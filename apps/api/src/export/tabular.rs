use crate::export::label::percent;
use crate::export::{ExportBundle, ExportError};
use crate::normalize::SubScore;

/// One `Metric,Value` row per headline figure. Scores are integer percentages.
pub fn render_summary(bundle: &ExportBundle) -> Result<String, ExportError> {
    let mut writer = csv::Writer::from_writer(Vec::new());

    writer.write_record(["Metric", "Value"])?;
    writer.write_record(["Overall Score", percent(bundle.score.overall).to_string().as_str()])?;
    for sub in SubScore::ALL {
        writer.write_record([sub.label(), percent(bundle.score.get(sub)).to_string().as_str()])?;
    }
    writer.write_record(["Candidate Name", bundle.candidate.name.as_str()])?;
    writer.write_record(["Job Title", bundle.job.title.as_str()])?;

    let bytes = writer
        .into_inner()
        .map_err(|e| ExportError::Io(e.into_error()))?;
    Ok(String::from_utf8(bytes)?)
}

#[cfg(test)]
mod tests {
    use super::*;
    use crate::export::bundle::fixtures;

    fn rows(text: &str) -> Vec<(String, String)> {
        csv::Reader::from_reader(text.as_bytes())
            .records()
            .map(|r| {
                let r = r.unwrap();
                (r[0].to_string(), r[1].to_string())
            })
            .collect()
    }

    #[test]
    fn test_summary_rows() {
        let text = render_summary(&fixtures::bundle()).unwrap();
        assert!(text.starts_with("Metric,Value\n"));
        assert_eq!(
            rows(&text),
            vec![
                ("Overall Score".to_string(), "82".to_string()),
                ("Skills Match".to_string(), "90".to_string()),
                ("Experience".to_string(), "70".to_string()),
                ("Education".to_string(), "0".to_string()),
                ("Languages".to_string(), "0".to_string()),
                ("Candidate Name".to_string(), "Grace Hopper".to_string()),
                ("Job Title".to_string(), "Compiler Engineer".to_string()),
            ]
        );
    }

    #[test]
    fn test_half_up_rounding_in_rows() {
        let mut bundle = fixtures::bundle();
        bundle.score.skills = 0.595;
        let text = render_summary(&bundle).unwrap();
        assert!(text.contains("Skills Match,60\n"));
    }

    #[test]
    fn test_delimiters_and_quotes_are_escaped() {
        let mut bundle = fixtures::bundle();
        bundle.candidate.name = "Hopper, Grace \"Amazing\"".to_string();
        bundle.job.title = "Engineer\nLead".to_string();

        let text = render_summary(&bundle).unwrap();
        assert!(text.contains("\"Hopper, Grace \"\"Amazing\"\"\""));

        let rows = rows(&text);
        assert_eq!(rows.len(), 7);
        assert_eq!(rows[5].1, "Hopper, Grace \"Amazing\"");
        assert_eq!(rows[6], ("Job Title".to_string(), "Engineer\nLead".to_string()));
    }

    #[test]
    fn test_empty_bundle_still_has_every_row() {
        let rows = rows(&render_summary(&ExportBundle::default()).unwrap());
        assert_eq!(rows.len(), 7);
        assert_eq!(rows[5], ("Candidate Name".to_string(), String::new()));
    }
}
*-*-*
Aim of the task: Copy every line of the entries in which "fixtures" can be found.

Task response:
    use crate::export::bundle::fixtures;
        let text = render_summary(&fixtures::bundle()).unwrap();
        let mut bundle = fixtures::bundle();
        let mut bundle = fixtures::bundle();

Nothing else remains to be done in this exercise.